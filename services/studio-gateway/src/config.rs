//! Configuration types and loading
//!
//! Config precedence: CLI args > env vars > config file > defaults.
//! System API keys come from GEMINI_API_KEY, API_KEY or system_keys_file,
//! never from the TOML directly to avoid leaking secrets.

use common::Secret;
use genai::StudioSettings;
use key_pool::{FailureClassifier, RetryPolicy, parse_key_list};
use serde::Deserialize;
use std::net::SocketAddr;
use std::path::{Path, PathBuf};
use std::time::Duration;

/// Env vars holding system keys, in precedence order.
const SYSTEM_KEY_VARS: [&str; 2] = ["GEMINI_API_KEY", "API_KEY"];

/// Root configuration
#[derive(Debug, Deserialize)]
pub struct Config {
    pub server: ServerConfig,
    #[serde(default)]
    pub upstream: UpstreamConfig,
    #[serde(default)]
    pub keys: KeysConfig,
    #[serde(default)]
    pub classifier: ClassifierConfig,
    #[serde(default)]
    pub generation: GenerationConfig,
}

/// HTTP listener settings
#[derive(Debug, Deserialize)]
pub struct ServerConfig {
    pub listen_addr: SocketAddr,
    #[serde(default = "default_max_connections")]
    pub max_connections: usize,
    /// Largest accepted request body (first frames for video are inline)
    #[serde(default = "default_max_body_bytes")]
    pub max_body_bytes: usize,
}

/// Generative service endpoint
#[derive(Debug, Deserialize)]
pub struct UpstreamConfig {
    #[serde(default = "default_base_url")]
    pub base_url: String,
    #[serde(default = "default_timeout")]
    pub timeout_secs: u64,
}

impl Default for UpstreamConfig {
    fn default() -> Self {
        Self {
            base_url: default_base_url(),
            timeout_secs: default_timeout(),
        }
    }
}

/// Key sources
#[derive(Debug, Default, Deserialize)]
pub struct KeysConfig {
    /// JSON file holding the user's saved keys. Without it, saved keys live
    /// only as long as the process.
    #[serde(default)]
    pub user_keys_file: Option<PathBuf>,
    /// File with comma-separated system keys (alternative to GEMINI_API_KEY)
    #[serde(default)]
    pub system_keys_file: Option<PathBuf>,
    #[serde(skip)]
    pub system_keys: Option<Secret<String>>,
}

/// Failure message patterns. Omitted lists keep the built-in defaults.
#[derive(Debug, Default, Deserialize)]
pub struct ClassifierConfig {
    #[serde(default)]
    pub auth_patterns: Option<Vec<String>>,
    #[serde(default)]
    pub retryable_patterns: Option<Vec<String>>,
}

/// Adapter tunables
#[derive(Debug, Deserialize)]
#[serde(default)]
pub struct GenerationConfig {
    pub text_model: String,
    pub image_model: String,
    pub speech_model: String,
    pub image_max_attempts: u32,
    pub image_base_delay_ms: u64,
    pub image_max_delay_ms: u64,
    pub image_rate_limit_delay_ms: u64,
    pub image_jitter: bool,
    /// Minimum spacing between images of a batch
    pub image_interval_ms: u64,
    pub video_poll_interval_ms: u64,
    pub video_timeout_secs: u64,
}

impl Default for GenerationConfig {
    fn default() -> Self {
        let studio = StudioSettings::default();
        let retry = studio.image_retry;
        Self {
            text_model: studio.text_model,
            image_model: studio.image_model,
            speech_model: studio.speech_model,
            image_max_attempts: retry.max_attempts,
            image_base_delay_ms: retry.base_delay.as_millis() as u64,
            image_max_delay_ms: retry.max_delay.as_millis() as u64,
            image_rate_limit_delay_ms: retry.rate_limit_delay.as_millis() as u64,
            image_jitter: retry.jitter,
            image_interval_ms: studio.image_interval.as_millis() as u64,
            video_poll_interval_ms: studio.video_poll_interval.as_millis() as u64,
            video_timeout_secs: studio.video_timeout.as_secs(),
        }
    }
}

fn default_base_url() -> String {
    genai::constants::DEFAULT_BASE_URL.to_string()
}

fn default_timeout() -> u64 {
    120
}

fn default_max_connections() -> usize {
    256
}

fn default_max_body_bytes() -> usize {
    20 * 1024 * 1024
}

impl Config {
    /// Load configuration from a TOML file, then overlay environment variables.
    ///
    /// System key resolution order:
    /// 1. GEMINI_API_KEY env var
    /// 2. API_KEY env var
    /// 3. system_keys_file path from config
    pub fn load(path: &Path) -> common::Result<Self> {
        let contents = std::fs::read_to_string(path)?;
        let mut config: Config = toml::from_str(&contents)?;
        config.validate()?;

        let from_env = SYSTEM_KEY_VARS
            .iter()
            .filter_map(|var| std::env::var(var).ok())
            .find(|value| !value.trim().is_empty());
        if let Some(keys) = from_env {
            config.keys.system_keys = Some(Secret::new(keys));
        } else if let Some(ref key_file) = config.keys.system_keys_file {
            let keys = std::fs::read_to_string(key_file).map_err(|e| {
                common::Error::Config(format!(
                    "failed to read system_keys_file {}: {e}",
                    key_file.display()
                ))
            })?;
            let keys = keys.trim().to_owned();
            if !keys.is_empty() {
                config.keys.system_keys = Some(Secret::new(keys));
            }
        }

        Ok(config)
    }

    fn validate(&self) -> common::Result<()> {
        let base_url = &self.upstream.base_url;
        if !base_url.starts_with("http://") && !base_url.starts_with("https://") {
            return Err(common::Error::Config(format!(
                "base_url must start with http:// or https://, got: {base_url}"
            )));
        }
        if self.upstream.timeout_secs == 0 {
            return Err(common::Error::Config(
                "timeout_secs must be greater than 0".into(),
            ));
        }
        if self.server.max_connections == 0 {
            return Err(common::Error::Config(
                "max_connections must be greater than 0".into(),
            ));
        }
        if self.generation.image_max_attempts == 0 {
            return Err(common::Error::Config(
                "image_max_attempts must be greater than 0".into(),
            ));
        }
        if self.generation.video_poll_interval_ms == 0 || self.generation.video_timeout_secs == 0 {
            return Err(common::Error::Config(
                "video_poll_interval_ms and video_timeout_secs must be greater than 0".into(),
            ));
        }
        Ok(())
    }

    /// System keys as a normalized list (comma-separated source).
    pub fn system_key_list(&self) -> Vec<String> {
        self.keys
            .system_keys
            .as_ref()
            .map(|keys| parse_key_list(keys.expose()))
            .unwrap_or_default()
    }

    pub fn classifier(&self) -> FailureClassifier {
        match (
            &self.classifier.auth_patterns,
            &self.classifier.retryable_patterns,
        ) {
            (None, None) => FailureClassifier::default(),
            (auth, retryable) => FailureClassifier::new(
                auth.clone().unwrap_or_else(|| owned(key_pool::classify::DEFAULT_AUTH_PATTERNS)),
                retryable
                    .clone()
                    .unwrap_or_else(|| owned(key_pool::classify::DEFAULT_RETRYABLE_PATTERNS)),
            ),
        }
    }

    pub fn studio_settings(&self) -> StudioSettings {
        let g = &self.generation;
        StudioSettings {
            text_model: g.text_model.clone(),
            image_model: g.image_model.clone(),
            speech_model: g.speech_model.clone(),
            image_retry: RetryPolicy {
                max_attempts: g.image_max_attempts,
                base_delay: Duration::from_millis(g.image_base_delay_ms),
                max_delay: Duration::from_millis(g.image_max_delay_ms),
                rate_limit_delay: Duration::from_millis(g.image_rate_limit_delay_ms),
                jitter: g.image_jitter,
            },
            image_interval: Duration::from_millis(g.image_interval_ms),
            video_poll_interval: Duration::from_millis(g.video_poll_interval_ms),
            video_timeout: Duration::from_secs(g.video_timeout_secs),
        }
    }

    /// Resolve config file path from CLI arg or CONFIG_PATH env var.
    pub fn resolve_path(cli_path: Option<&str>) -> PathBuf {
        if let Some(p) = cli_path {
            return PathBuf::from(p);
        }
        if let Ok(p) = std::env::var("CONFIG_PATH") {
            return PathBuf::from(p);
        }
        PathBuf::from("studio-gateway.toml")
    }
}

fn owned(patterns: &[&str]) -> Vec<String> {
    patterns.iter().map(|p| p.to_string()).collect()
}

================

#### Prompt:
Go through the entries above, and wherever a line holds the word "must", copy that line.

#### Problem solution:
                "base_url must start with http:// or https://, got: {base_url}"
                "timeout_secs must be greater than 0".into(),
                "max_connections must be greater than 0".into(),
                "image_max_attempts must be greater than 0".into(),
                "video_poll_interval_ms and video_timeout_secs must be greater than 0".into(),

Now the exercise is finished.